"During good behavior" is the constitutional standard for a federal judge to continue serving. Sen. Ken Salazar has wondered publicly whether Judge Edward Nottingham of the US District Court in Denver measures up. It certainly appears he does not, and I hope the senator takes action.
We think of the federal judiciary as serving for life, only because a mere 13 judges have ever been impeached, and only seven of those have actually been convicted and removed from office. But the congressional power of removal is right there in Article II, Section 4, of the Constitution.

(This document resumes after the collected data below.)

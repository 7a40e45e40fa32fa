//! # Connection Manager
//!
//! Explicit owner of the link state. Create one per process and pass it to
//! whatever prints.
//!
//! The state lock is never held across a transport call. Single-flight is
//! enforced by the `Connecting` / `Disconnecting` states themselves, and
//! every connect attempt carries a sequence number so a result that arrives
//! after a disconnect can be recognised and dropped.
//!
//! A connect abandoned by [`ConnectionManager::disconnect`] still owns the
//! transport until its call returns. New connects are refused with `Busy`
//! until then, and a link it opened late is closed again.
//!
//! ```no_run
//! use std::sync::Arc;
//! use printer_drivers::connection::{ConnectionManager, Device};
//! use printer_drivers::transport::RfcommTransport;
//!
//! # async fn run() -> Result<(), printer_drivers::PrinterError> {
//! let manager = ConnectionManager::new(Arc::new(RfcommTransport::new(0)));
//! let mut events = manager.subscribe();
//!
//! manager.connect(Device::new("WOOSIM", "00:15:0E:E6:18:2A"), true).await?;
//! println!("{:?}", events.recv().await);
//! # Ok(())
//! # }
//! ```

use std::sync::Arc;

use tokio::sync::{Mutex, broadcast, mpsc};
use tokio::task::JoinHandle;
use tracing::{debug, info, instrument, trace, warn};

use super::{ConnectionEvent, ConnectionState, ConnectionStatus, Device, LinkEvent, Transport};
use crate::error::{ConnectionError, PrinterError};

/// Events buffered per subscriber before the slowest one starts lagging.
const EVENT_CAPACITY: usize = 64;

#[derive(Debug, Default)]
struct Inner {
    state: ConnectionState,
    last_error: Option<String>,
    /// Bumped by every connect and disconnect
    attempt: u64,
    /// A disconnected-away connect whose transport call has not returned
    abandoned: bool,
    bytes_received: u64,
}

pub struct ConnectionManager {
    transport: Arc<dyn Transport>,
    inner: Mutex<Inner>,
    events: broadcast::Sender<ConnectionEvent>,
}

impl ConnectionManager {
    pub fn new(transport: Arc<dyn Transport>) -> Self {
        let (events, _) = broadcast::channel(EVENT_CAPACITY);
        Self {
            transport,
            inner: Mutex::new(Inner::default()),
            events,
        }
    }

    /// Receive every event emitted from now on.
    pub fn subscribe(&self) -> broadcast::Receiver<ConnectionEvent> {
        self.events.subscribe()
    }

    pub async fn status(&self) -> ConnectionStatus {
        let inner = self.inner.lock().await;
        ConnectionStatus {
            state: inner.state.clone(),
            last_error: inner.last_error.clone(),
        }
    }

    /// Total inbound bytes reported by the transport while connected.
    pub async fn bytes_received(&self) -> u64 {
        self.inner.lock().await.bytes_received
    }

    fn emit(&self, event: ConnectionEvent) {
        trace!(?event, "emit");
        // No subscribers is fine.
        let _ = self.events.send(event);
    }

    // ========================================================================
    // CONNECT / DISCONNECT
    // ========================================================================

    /// Connect to `device`.
    ///
    /// Already connected to it: nothing happens. Connected elsewhere: the old
    /// link is fully disconnected first, and if that disconnect fails the
    /// switch stops there with its error. A result that lands after
    /// [`disconnect`](Self::disconnect) was called is dropped and this
    /// returns `Ok`.
    #[instrument(skip(self, device), fields(device = %device))]
    pub async fn connect(&self, device: Device, secure: bool) -> Result<(), PrinterError> {
        let switch_from = {
            let inner = self.inner.lock().await;
            if inner.abandoned {
                return Err(PrinterError::Busy("previous connect still resolving".into()));
            }
            match &inner.state {
                ConnectionState::Connecting(_) => {
                    return Err(PrinterError::Busy("connect already in progress".into()));
                }
                ConnectionState::Disconnecting => {
                    return Err(PrinterError::Busy("disconnect in progress".into()));
                }
                ConnectionState::Connected(current) if *current == device => {
                    debug!("already connected");
                    return Ok(());
                }
                ConnectionState::Connected(current) => Some(current.clone()),
                ConnectionState::Idle | ConnectionState::Failed(_) => None,
            }
        };

        if let Some(previous) = switch_from {
            info!(previous = %previous, "switching printers");
            self.disconnect().await?;
        }

        let attempt = {
            let mut inner = self.inner.lock().await;
            if inner.abandoned {
                return Err(PrinterError::Busy("previous connect still resolving".into()));
            }
            match &inner.state {
                ConnectionState::Idle | ConnectionState::Failed(_) => {}
                ConnectionState::Connected(current) if *current == device => return Ok(()),
                _ => {
                    return Err(PrinterError::Busy(format!("connection is {}", inner.state)));
                }
            }
            inner.attempt += 1;
            inner.state = ConnectionState::Connecting(device.clone());
            inner.attempt
        };

        info!("connecting");
        let result = self.transport.connect(&device, secure).await;

        let mut inner = self.inner.lock().await;
        let current = inner.attempt == attempt
            && matches!(&inner.state, ConnectionState::Connecting(d) if *d == device);
        if !current {
            // Nothing else connects while abandoned, so an open link is ours.
            inner.abandoned = false;
            drop(inner);
            debug!(ok = result.is_ok(), "connect attempt superseded");
            if result.is_ok() {
                if let Err(e) = self.transport.disconnect().await {
                    warn!(error = %e, "failed to close orphaned link");
                }
            }
            return Ok(());
        }

        match result {
            Ok(()) => {
                inner.state = ConnectionState::Connected(device.clone());
                inner.last_error = None;
                drop(inner);
                info!("connected");
                self.emit(ConnectionEvent::DeviceConnected {
                    name: device.name,
                    address: device.address,
                });
                Ok(())
            }
            Err(e) => {
                let message = e.to_string();
                inner.state = ConnectionState::Failed(message.clone());
                inner.last_error = Some(message.clone());
                drop(inner);
                warn!(error = %message, "connection failed");
                self.emit(ConnectionEvent::ConnectionFailed { message });
                Err(e.into())
            }
        }
    }

    /// Close the link, or abandon a connect in progress.
    ///
    /// Idle or failed: nothing to do. The state ends `Idle` either way. A
    /// clean close emits `DeviceDisconnected`; a failed one records the error
    /// and emits `ConnectionLost`, since the link was dropped uncleanly.
    #[instrument(skip(self))]
    pub async fn disconnect(&self) -> Result<(), PrinterError> {
        {
            let mut inner = self.inner.lock().await;
            match &inner.state {
                ConnectionState::Connected(_) => {}
                ConnectionState::Connecting(_) => inner.abandoned = true,
                ConnectionState::Disconnecting => {
                    return Err(PrinterError::Busy("disconnect already in progress".into()));
                }
                ConnectionState::Idle | ConnectionState::Failed(_) => return Ok(()),
            }
            inner.attempt += 1;
            inner.state = ConnectionState::Disconnecting;
        }

        info!("disconnecting");
        let result = self.transport.disconnect().await;

        {
            let mut inner = self.inner.lock().await;
            inner.state = ConnectionState::Idle;
            if let Err(e) = &result {
                inner.last_error = Some(e.to_string());
            }
        }
        match &result {
            Ok(()) => self.emit(ConnectionEvent::DeviceDisconnected),
            Err(e) => {
                warn!(error = %e, "transport disconnect failed; link dropped anyway");
                self.emit(ConnectionEvent::ConnectionLost);
            }
        }
        result
    }

    /// Forget the sticky error. A `Failed` link goes back to `Idle`; nothing
    /// is reconnected.
    pub async fn clear_error(&self) {
        let mut inner = self.inner.lock().await;
        if matches!(inner.state, ConnectionState::Failed(_)) {
            inner.state = ConnectionState::Idle;
        }
        inner.last_error = None;
    }

    /// Keep an error visible in [`status`](Self::status) until cleared.
    pub async fn record_error(&self, error: &PrinterError) {
        self.inner.lock().await.last_error = Some(error.to_string());
    }

    // ========================================================================
    // LINK
    // ========================================================================

    /// Send a finished job.
    pub async fn write(&self, bytes: &[u8]) -> Result<(), PrinterError> {
        if !self.inner.lock().await.state.is_connected() {
            return Err(ConnectionError::NotConnected.into());
        }
        debug!(bytes = bytes.len(), "writing job");
        self.transport.write(bytes).await
    }

    /// Apply an unsolicited report from the transport.
    pub async fn handle_link_event(&self, event: LinkEvent) {
        match event {
            LinkEvent::ConnectionLost => {
                {
                    let mut inner = self.inner.lock().await;
                    if !inner.state.is_connected() {
                        debug!(state = %inner.state, "link loss ignored");
                        return;
                    }
                    inner.state = ConnectionState::Idle;
                    inner.last_error = Some(ConnectionError::LinkLost.to_string());
                }
                warn!("connection lost");
                self.emit(ConnectionEvent::ConnectionLost);
            }
            LinkEvent::DataReceived(bytes) => {
                {
                    let mut inner = self.inner.lock().await;
                    if !inner.state.is_connected() {
                        return;
                    }
                    inner.bytes_received += bytes.len() as u64;
                }
                debug!(len = bytes.len(), "data received");
                self.emit(ConnectionEvent::DataReceived(bytes));
            }
        }
    }

    /// Feed transport reports from `rx` into the manager until the sender
    /// side is dropped.
    pub fn spawn_link_listener(
        self: &Arc<Self>,
        mut rx: mpsc::UnboundedReceiver<LinkEvent>,
    ) -> JoinHandle<()> {
        let manager = Arc::clone(self);
        tokio::spawn(async move {
            while let Some(event) = rx.recv().await {
                manager.handle_link_event(event).await;
            }
            debug!("link event channel closed");
        })
    }
}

The allegations against Nottingham, a George H.W. Bush appointee and former law-firm associate of Salazar's, were characterized by the senator in a Denver Post story on Mar. 28 as suggesting the judge has failed to "serve in an exemplary manner, both on and off the court." He is accused of drunken carousing at strip clubs, surfing porn sites in his chambers, patronizing an escort service, and behaving abusively toward a wheelchair-bound woman in a parking dispute.
The case highlights a definitional gap between the Article II language about "impeachment for... treason, bribery, or other high crimes and misdemeanors," and the Article III clause about good behavior. While being a sleaze, a lush, and a boor may not be a firing offense in some jobs, let alone a crime or misdemeanor, it surely violates the behavior expected of federal judges, as Salazar's words indicate. "Bringing disrepute on the federal judiciary and betraying the public's trust" were two of the three offenses for which Judge Harry Claiborne of Nevada was impeached and convicted in 1986, according to the Justice at Stake campaign. Sounds like Judge Nottingham to me.
The Justice at Stake backgrounder linked above quotes the late Chief Justice William Rehnquist as saying that removal of judges by Congress over policy disputes was forever put off limits by the 1806 acquittal of Samuel Chase, the only Supreme Court justice ever impeached. This is no more than one man's opinion, however, since the judicial branch (and the executive) explicitly have no role whatsover in, and no judgment over, the legislative branch's impeachment power. Indeed the institutionally self-serving bias of Rehnquist's opinion could not be more obvious.
Of course he wouldn't want any countervailing authority from Congress against the Supreme Court's potential overreaching and abuse of judicial power. But so what? It remains for Congress to do what its members have the constitutional fidelity and political courage to go ahead and do.
Though I as a Republican seldom agree with Salazar as a Democrat, in this case I salute his fidelity and courage for threatening the ultimate sanction against a seemingly out-of-control Judge Nottingham. The concern here is obviously not policy, but morality, ethics, decorum, and demeanor (NB: the opposite of misdemeanor). Regardless, I argue we need more -- much more -- recourse to impeachment of judges, and as the legislative branch begins finding its nerve on the personal-conduct front, perhaps congressmen and senators will start picking the right fights on the power-abuse front as well.
Justice at Stake, as you will see from their website, is a coalition of the judicial and legal establishment which seems to want just the opposite of what I and other judicial reformers do. They note worriedly that three of the seven successful removals of wayward federal judges have occurred in the past two decades -- that of Claiborne in 1986, followed by those of Judge Alcee Hastings in Florida for perjury and bribery and Judge Walter Nixon in Mississippi for lying to a grand jury, both in 1989. They also note that threats of impeachment to state judges have recently almost doubled, from 27 in the four years before 2001 to 51 in the four years after.
This they attribute to a "growing 'outrage industry' seeking to intimidate and fire judges." That's one view. Another view would be that judicial activism on policy -- and the accompanying God complex leading to personal recklessness such as Colorado has seen in the recent Nottingham, Manzanares, and Biddle episodes -- has pushed citizens and political actors to the breaking point, with consequent willingness to treat the impeachment provisions of our federal and state constitutions as less of a dead letter.
One of the most dramatic moments of my six years in the Colorado Senate (and one of my keenest personal regrets for not having supported it) came in the spring of 2004 when then-state Rep. Greg Brophy and other House Republicans filed House Resolution 1007 as a bill of impeachment against state Judge John Coughlin on two counts of "malfeasance in office for denying the right to freedom of religion guaranteed by the First Amendment of the United States Constitution and Section 4 of Article II of the Colorado Constitution" and one count of disregarding the Colorado Revised Statutes, stemming from his ruling in a two-mommies adoption case.
That measure, sadly, died in the Republican-controlled House Judiciary Committee, with Speaker Lola Spradley offering little encouragement and with Gov. Bill Owens -- along with Senate President John Andrews -- on record against it.
But Brophy was right and I was wrong. If I had it to do again, I would support the Coughlin impeachment. Ken Salazar is right about the Nottingham impeachment today. It should proceed.